Directions for this task | Search the listing below for the string "operation" and show each line that contains it.

Records |
[Start of Attachment]

use strata_core::{
    query::{Aggregate, Projection, Query, Reshape, Splitting},
    schema::app::{self, PropertyId},
    stmt::{
        self, Expr, ExprColumn, ExprSet, ExprSetOp, Join, OrderByExpr, Select, SelectItem, SetOp,
        TableFactor, Type,
    },
    Error, Result, Schema,
};

use indexmap::IndexMap;

pub(crate) fn apply(schema: &Schema, root: &Level) -> Result<ExecPlan> {
    let (root, _) = Lower::new(schema).command(root, &[])?;
    Ok(ExecPlan { root })
}

/// Lowers the levels read by one command. Aliases are unique per command.
struct Lower<'a> {
    schema: &'a Schema,
    aliases: AliasTable,
}

/// A level's `SELECT` under construction.
struct Open {
    /// The projection holds every returned column, hidden ones included
    select: Select,

    /// Type of each projected column
    types: Vec<Type>,

    /// Further operands combined with `select`
    set_op: Option<(SetOp, Vec<ExprSet>)>,

    order_by: Vec<Order>,

    limit: Option<u64>,

    /// Expression reading each property in the scope of `select`
    columns: IndexMap<PropertyId, Expr>,

    /// Projecting another column would change the rows
    sealed: bool,

    shape: Shape,
}

struct Order {
    expr: OrderByExpr,
    ty: Type,
}

impl<'a> Lower<'a> {
    fn new(schema: &'a Schema) -> Self {
        Lower {
            schema,
            aliases: AliasTable::default(),
        }
    }

    fn app(&self) -> &'a app::Schema {
        &self.schema.app
    }

    /// Lowers `level` into a complete command. Also returns the expressions
    /// reading `inner` in the scope of the command's `SELECT`.
    fn command(mut self, level: &Level, inner: &[PropertyId]) -> Result<(Command, Vec<Expr>)> {
        let open = self.level(level, inner)?;

        let inner = open
            .shape
            .inner
            .iter()
            .map(|&index| open.select.projection[index].expr.clone())
            .collect();

        let (query, ret, shape) = open.close();
        log::trace!("lowered `{}`; columns={}", level.path, ret.len());

        Ok((Command { query, ret, shape }, inner))
    }

    fn level(&mut self, level: &Level, inner: &[PropertyId]) -> Result<Open> {
        let root = planner::plan_root(
            self.schema,
            &mut self.aliases,
            level.entity,
            level.from_sql.as_deref(),
        )?;

        let mut open = match &level.reshape {
            None => self.plain(level, root, false)?,
            Some(Reshape::Distinct) => self.plain(level, root, true)?,
            Some(Reshape::GroupBy {
                keys,
                aggregates,
                project_key,
            }) => self.group_by(level, root, keys, aggregates, *project_key)?,
            Some(Reshape::SetOp { op, other }) => self.set_op(level, root, *op, other)?,
        };

        let app = self.app();

        open.shape.identifier = level
            .identifier
            .iter()
            .map(|id| open.property(app, *id))
            .collect::<Result<_>>()?;

        open.shape.inner = inner
            .iter()
            .map(|id| open.property(app, *id))
            .collect::<Result<_>>()?;

        let outers = level
            .children
            .iter()
            .map(|child| {
                child
                    .correlation
                    .iter()
                    .map(|(outer, _)| open.property(app, *outer))
                    .collect::<Result<Vec<_>>>()
            })
            .collect::<Result<Vec<_>>>()?;

        let joins = level.children.iter().any(|child| !child.mode.is_split());

        // Rows of a joined level must be ordered by their key so children
        // stay with their parent in a stable order.
        if joins || !inner.is_empty() {
            for index in open.shape.identifier.clone() {
                open.order_by_column(index);
            }
        }

        if joins && !open.is_simple() {
            let alias = self.aliases.reserve("s");
            open = open.wrap(alias);
        }

        for (child, outer) in level.children.iter().zip(outers) {
            let inner: Vec<PropertyId> =
                child.correlation.iter().map(|(_, inner)| *inner).collect();

            let load = match child.mode {
                Splitting::Joined => {
                    let child_open = self.level(&child.level, &inner)?;
                    Load::Joined(self.attach(&mut open, child_open, &outer))
                }
                Splitting::Split => {
                    let (command, inner) = Lower::new(self.schema).command(&child.level, &inner)?;
                    Load::Split(SplitLoad { command, inner })
                }
            };

            open.shape.children.push(Child {
                name: child.name.clone(),
                outer,
                load,
            });
        }

        Ok(open)
    }

    /// An entity or property projection, optionally `DISTINCT`.
    fn plain(&mut self, level: &Level, root: RootPlan, distinct: bool) -> Result<Open> {
        let mut open = self.select(level.filter.as_ref(), &level.projection, root)?;

        for order_by in &level.order_by {
            let expr = lower_expr(&order_by.expr, &open.columns)?;
            open.order_by.push(Order {
                ty: infer_expr_ty(self.app(), &order_by.expr),
                expr: OrderByExpr {
                    expr,
                    direction: order_by.direction,
                },
            });
        }

        open.select.distinct = distinct;
        open.sealed = distinct;
        open.limit = level.limit;
        Ok(open)
    }

    /// Selects from the root's relation, applying the mapping's filter and
    /// `filter`, and projects `projection`.
    fn select(
        &mut self,
        filter: Option<&Expr>,
        projection: &Projection,
        root: RootPlan,
    ) -> Result<Open> {
        let app = self.app();
        let RootPlan {
            source,
            columns,
            marker,
            resolver,
            filter: mapping_filter,
            ..
        } = root;

        let mut select = Select::new(source);

        if let Some(expr) = mapping_filter {
            select.and_filter(expr);
        }

        if let Some(expr) = filter {
            select.and_filter(lower_expr(expr, &columns)?);
        }

        let mut open = Open::new(select, columns);

        match projection {
            Projection::Entity => {
                open.shape.ty = Some(resolver);

                for (id, expr) in open.columns.clone() {
                    let property = app.property(id);
                    let index = open.push(expr, &property.name, property.ty);

                    open.shape.fields.push(Field {
                        name: property.name.clone(),
                        index,
                        owner: Some(id.entity),
                    });
                }

                if let Some(marker) = marker {
                    open.shape.marker = Some(open.push(marker.expr, &marker.name, Type::String));
                }
            }
            Projection::Properties(properties) => {
                for id in properties {
                    let index = open.property(app, *id)?;

                    open.shape.fields.push(Field {
                        name: app.property(*id).name.clone(),
                        index,
                        owner: None,
                    });
                }
            }
        }

        Ok(open)
    }

    fn group_by(
        &mut self,
        level: &Level,
        root: RootPlan,
        keys: &[PropertyId],
        aggregates: &[Aggregate],
        project_key: bool,
    ) -> Result<Open> {
        let app = self.app();
        let mut open = self.select(level.filter.as_ref(), &Projection::Properties(vec![]), root)?;

        let key_exprs = keys
            .iter()
            .map(|id| lower_expr(&Expr::Property(*id), &open.columns))
            .collect::<Result<Vec<_>>>()?;

        open.select.group_by = key_exprs.clone();

        let mut columns = IndexMap::new();

        if project_key {
            for (id, expr) in keys.iter().zip(key_exprs) {
                let property = app.property(*id);
                let index = open.push(expr.clone(), &property.name, property.ty);

                open.shape.fields.push(Field {
                    name: property.name.clone(),
                    index,
                    owner: None,
                });

                columns.insert(*id, expr);
            }
        }

        for aggregate in aggregates {
            let (expr, ty) = match aggregate.property {
                Some(id) => {
                    let arg = lower_expr(&Expr::Property(id), &open.columns)?;
                    let ty = infer_expr_ty(app, &Expr::func(aggregate.kind, id));
                    (Expr::func(aggregate.kind, arg), ty)
                }
                None => (Expr::count_star(), Type::I64),
            };

            let index = open.push(expr, &aggregate.name, ty);
            open.shape.fields.push(Field {
                name: aggregate.name.clone(),
                index,
                owner: None,
            });
        }

        for order_by in &level.order_by {
            let expr = lower_expr(&order_by.expr, &open.columns)?;
            open.order_by.push(Order {
                ty: infer_expr_ty(app, &order_by.expr),
                expr: OrderByExpr {
                    expr,
                    direction: order_by.direction,
                },
            });
        }

        open.columns = columns;
        open.sealed = true;
        open.limit = level.limit;
        Ok(open)
    }

    fn set_op(&mut self, level: &Level, root: RootPlan, op: SetOp, other: &Query) -> Result<Open> {
        let mut open = self.select(level.filter.as_ref(), &level.projection, root)?;

        let other_root = planner::plan_root(
            self.schema,
            &mut self.aliases,
            other.root,
            other.from_sql.as_deref(),
        )?;
        let operand = self.select(other.filter.as_ref(), &other.projection, other_root)?;

        if operand.select.projection.len() != open.select.projection.len() {
            return Err(Error::translation_failure(format!(
                "set operation operands return {} and {} columns",
                open.select.projection.len(),
                operand.select.projection.len()
            )));
        }

        for order_by in &level.order_by {
            let Expr::Property(id) = &order_by.expr else {
                return Err(Error::translation_failure(
                    "a set operation can only be ordered by projected properties",
                ));
            };

            let index = open.property(self.app(), *id)?;
            let name = open.select.projection[index].alias.clone();

            open.order_by.push(Order {
                expr: OrderByExpr {
                    expr: Expr::output_column(name),
                    direction: order_by.direction,
                },
                ty: open.types[index],
            });
        }

        open.set_op = Some((op, vec![ExprSet::from(operand.select)]));
        open.sealed = true;
        open.limit = level.limit;
        Ok(open)
    }

    /// Left joins `child` into `parent` and returns the child's shape in the
    /// parent's columns.
    fn attach(&mut self, parent: &mut Open, child: Open, outer: &[usize]) -> Shape {
        let mut child = if child.select.source.joins.is_empty() {
            child
        } else {
            let alias = self.aliases.reserve("t");
            child.wrap(alias)
        };

        let mut on = Expr::and_from_vec(
            outer
                .iter()
                .zip(&child.shape.inner)
                .map(|(&outer, &inner)| {
                    Expr::eq(
                        parent.select.projection[outer].expr.clone(),
                        child.select.projection[inner].expr.clone(),
                    )
                })
                .collect(),
        );

        if let Some(filter) = child.select.filter.take() {
            on = Expr::and(on, filter);
        }

        let Open {
            select,
            types,
            order_by,
            mut shape,
            ..
        } = child;

        shape.shift(parent.select.projection.len());

        parent
            .select
            .source
            .joins
            .push(Join::left(select.source.relation, on));
        parent.select.projection.extend(select.projection);
        parent.types.extend(types);
        parent.order_by.extend(order_by);

        shape
    }
}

[End of Attachment]

Written answer |
                "set operation operands return {} and {} columns",
                    "a set operation can only be ordered by projected properties",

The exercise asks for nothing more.